La Lega rimane, in molte aree in cui si è votato, il primo partito, ha conquistato con un plebiscito il Veneto e aumentato i consensi in Toscana, in totale i consiglieri regionali del Carroccio sono passati da 46 a 70, ma la tornata elettorale in Italia non viene interpretata come un successo per la Lega, e in particolare per Matteo Salvini.
I tempi in cui il “Capitano” veniva indicato come l’uomo da battere sembrano già lontani: nonostante il suo impegno in prima persona in Toscana, Susanna Ceccardi non è riuscita a strappare la regione al centro sinistra, e anche nel partito c’è chi ricorda che rispetto alle europee la Lega ha perso il 10 per cento.
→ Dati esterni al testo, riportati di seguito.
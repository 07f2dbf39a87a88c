//! Report writer.

use std::path::{Path, PathBuf};

use thiserror::Error;
use xflow_fs::{Filesystem, FsError};
use xflow_reporter::Report;

/// Errors from output writing.
#[derive(Debug, Error)]
pub enum OutputWriterError {
    #[error("failed to create output directory: {0}")]
    CreateDir(#[source] FsError),

    #[error("failed to write {file}: {source}")]
    Write {
        file: String,
        #[source]
        source: FsError,
    },
}

/// Writes the compiled report to its destination in a single atomic write.
pub struct OutputWriter<'a, F: Filesystem> {
    fs: &'a F,
    path: &'a Path,
}

impl<'a, F: Filesystem> OutputWriter<'a, F> {
    pub fn new(fs: &'a F, path: &'a Path) -> Self {
        Self { fs, path }
    }

    /// Ensure the report's parent directory exists.
    pub fn ensure_dir(&self) -> Result<(), OutputWriterError> {
        match self.path.parent() {
            Some(dir) if !dir.as_os_str().is_empty() => self
                .fs
                .create_dir_all(dir)
                .map_err(OutputWriterError::CreateDir),
            _ => Ok(()),
        }
    }

    /// Write the report (header first) and return its path.
    pub fn write_report(&self, report: &Report) -> Result<PathBuf, OutputWriterError> {
        self.ensure_dir()?;
        self.fs
            .write_atomic(self.path, report.to_csv().as_bytes())
            .map_err(|e| OutputWriterError::Write {
                file: self.path.display().to_string(),
                source: e,
            })?;
        Ok(self.path.to_path_buf())
    }
}
//! Status writer for the append-only status file.
//!
//! One JSON line per sweep, so a monitor can follow a long run without
//! waiting for the report.

use std::path::{Path, PathBuf};

use serde::{Deserialize, Serialize};
use thiserror::Error;
use xflow_fs::{Filesystem, FsError};

use crate::collector::SweepOutcome;

/// Errors from status writing.
#[derive(Debug, Error)]
pub enum StatusWriterError {
    #[error("failed to append status: {0}")]
    Append(#[source] FsError),

    #[error("failed to encode status: {0}")]
    Encode(#[from] serde_json::Error),
}

/// A single status line, written after each sweep.
#[derive(Debug, Clone, PartialEq, Eq, Serialize, Deserialize)]
pub struct StatusLine {
    /// Unix epoch seconds when the sweep ran.
    pub timestamp: u64,

    /// Sweep number (1-indexed).
    pub sweep: u64,

    /// Live flows enumerated by the sweep.
    pub scanned: u64,

    /// Flows finalized by the sweep.
    pub evicted: u64,

    /// Flows left in the live table.
    pub live_remaining: u64,

    /// Flows in the cold cache after the sweep.
    pub cold_total: u64,
}

impl StatusLine {
    pub fn from_sweep(timestamp: u64, sweep: u64, outcome: &SweepOutcome, cold_total: usize) -> Self {
        Self {
            timestamp,
            sweep,
            scanned: outcome.scanned as u64,
            evicted: outcome.evicted as u64,
            live_remaining: outcome.remaining as u64,
            cold_total: cold_total as u64,
        }
    }

    /// Serialize to a JSON line (no trailing newline).
    pub fn to_json(&self) -> Result<String, serde_json::Error> {
        serde_json::to_string(self)
    }

    pub fn from_json(json: &str) -> Result<Self, serde_json::Error> {
        serde_json::from_str(json)
    }
}

/// Writer for the append-only status file.
pub struct StatusWriter<F: Filesystem> {
    fs: F,
    path: PathBuf,
}

impl<F: Filesystem> StatusWriter<F> {
    pub fn new(fs: F, path: PathBuf) -> Self {
        Self { fs, path }
    }

    pub fn path(&self) -> &Path {
        &self.path
    }

    /// Append a status line, creating the file if needed.
    pub fn append(&self, status: &StatusLine) -> Result<(), StatusWriterError> {
        let line = format!("{}\n", status.to_json()?);
        self.fs
            .append_atomic(&self.path, line.as_bytes())
            .map_err(StatusWriterError::Append)
    }
}

#[cfg(test)]
mod tests {
    use super::*;
    use xflow_fs::{MockFilesystem, RealFilesystem};

    fn outcome() -> SweepOutcome {
        SweepOutcome {
            scanned: 10,
            evicted: 4,
            phantoms: 1,
            remaining: 6,
        }
    }

    // =========================================
    // StatusLine Tests
    // =========================================

    #[test]
    fn test_status_line_from_sweep() {
        let line = StatusLine::from_sweep(1704067200, 3, &outcome(), 25);
        assert_eq!(line.timestamp, 1704067200);
        assert_eq!(line.sweep, 3);
        assert_eq!(line.scanned, 10);
        assert_eq!(line.evicted, 4);
        assert_eq!(line.live_remaining, 6);
        assert_eq!(line.cold_total, 25);
    }

    #[test]
    fn test_status_line_to_json() {
        let json = StatusLine::from_sweep(1704067200, 1, &outcome(), 4)
            .to_json()
            .expect("json");
        assert_eq!(
            json,
            r#"{"timestamp":1704067200,"sweep":1,"scanned":10,"evicted":4,"live_remaining":6,"cold_total":4}"#
        );
    }

    #[test]
    fn test_status_line_missing_field() {
        let result = StatusLine::from_json(r#"{"timestamp":1000,"sweep":1}"#);
        assert!(result.is_err());
    }

    // =========================================
    // StatusWriter Tests
    // =========================================

    #[test]
    fn test_status_writer_appends_lines() {
        let fs = MockFilesystem::new();
        let path = PathBuf::from("/tmp/status.jsonl");
        let writer = StatusWriter::new(fs.clone(), path.clone());

        writer
            .append(&StatusLine::from_sweep(1000, 1, &outcome(), 4))
            .expect("append");
        writer
            .append(&StatusLine::from_sweep(1060, 2, &outcome(), 8))
            .expect("append");

        let content = String::from_utf8(fs.get_file(&path).expect("file")).expect("utf8");
        let lines: Vec<StatusLine> = content
            .lines()
            .map(|l| StatusLine::from_json(l).expect("parse"))
            .collect();
        assert_eq!(lines.len(), 2);
        assert_eq!(lines[1].sweep, 2);
        assert_eq!(lines[1].cold_total, 8);
        assert_eq!(writer.path(), path.as_path());
    }

    #[test]
    fn test_status_writer_failure() {
        let fs = MockFilesystem::new();
        fs.fail_writes();
        let writer = StatusWriter::new(fs, PathBuf::from("/tmp/status.jsonl"));

        let result = writer.append(&StatusLine::from_sweep(1000, 1, &outcome(), 0));

        assert!(matches!(result, Err(StatusWriterError::Append(_))));
    }

    #[test]
    fn test_status_writer_real_filesystem() {
        let dir = tempfile::tempdir().expect("tempdir");
        let path = dir.path().join("status.jsonl");
        let writer = StatusWriter::new(RealFilesystem, path.clone());

        for sweep in 1..=3 {
            writer
                .append(&StatusLine::from_sweep(1000 + sweep, sweep, &outcome(), 0))
                .expect("append");
        }

        let content = std::fs::read_to_string(&path).expect("read");
        assert_eq!(content.lines().count(), 3);
    }
}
Proprio l’unico successo limpido della Lega, la vittoria strabordante di Luca Zaia in Veneto, rappresenta il punto potenzialmente più pericoloso per il leader della Lega: il 76 per cento ottenuto dal governatore è un successo personale, la sua lista a preso il triplo dei voti della Lega, e c’è già chi indica Zaia come possibile successore alla guida del partito e candidato premier alle prossime politiche, nonostante le smentite del diretto interessato, che però non sembra voler fare sconti al leader. I due non si sarebbero nemmeno sentiti dopo il successo in Veneto, e Zaia si prepara ad escludere dai centri di potere in regione tutti i salviniani, rinunciando perfino al suo uomo di fiducia, Roberto Marcato, assessore uscente e campione di preferenze, per evitare che le sue dimissioni da consigliere consentano di far entrare il salviniano Giuseppe Pan. Non una dichiarazione di guerra, ma nemmeno una mano tesa da parte del governatore, che dopo il voto ha anche sottolineato di essere uno che agisce senza fare comizi: un riferimento che va dritto al Capitano.
Anche altri esponenti storici del partito ormai ammettono che il dialogo sulla successione, anche se non nell’immediato è partito: Salvini non ha più l’aura dell’invincibilità, e nell’ultimo anno, dalla decisione di far saltare il governo con i 5 Stelle senza poi riuscire ad andare a elezioni, passando dalla sconfitta in Emilia Romagna, dalle polemiche per la gestione dell’emergenza Covid in Lombardia da parte del fidato Attilio Fontana, per arrivare a oggi, non riesce più a incidere, subendo anche la crescita di Fratelli d’Italia.
Anche in questo caso ufficialmente i rapporti con Giorgia Meloni sono sereni, ma Salvini ha criticato la scelta del candidato in Puglia, e sulla Lega sono piovute nemmeno troppo velate accuse di boicottaggio. La leader di Fratelli d’Italia ha strappato con un suo candidato le Marche al centro sinistra dopo 25 anni, non manca di ricordare che il suo partito è l’unico che cresce nel centro destra e che non si è mai alleato con i 5 Stelle, ponendo anche il tema dei rapporti di forza nella coalizione.
Tutto questo, unito al rafforzamento del governo, che si prepara a varare rapidamente riforme istituzionali e legge elettorale, rischia di mettere ancora più in difficoltà il leader della Lega. È presto per parlare di tramonto, ma a Salvini sembrano non bastare più i social e le iniziative ad effetto per recuperare l’immagine di vincente che sembra averlo abbandonato.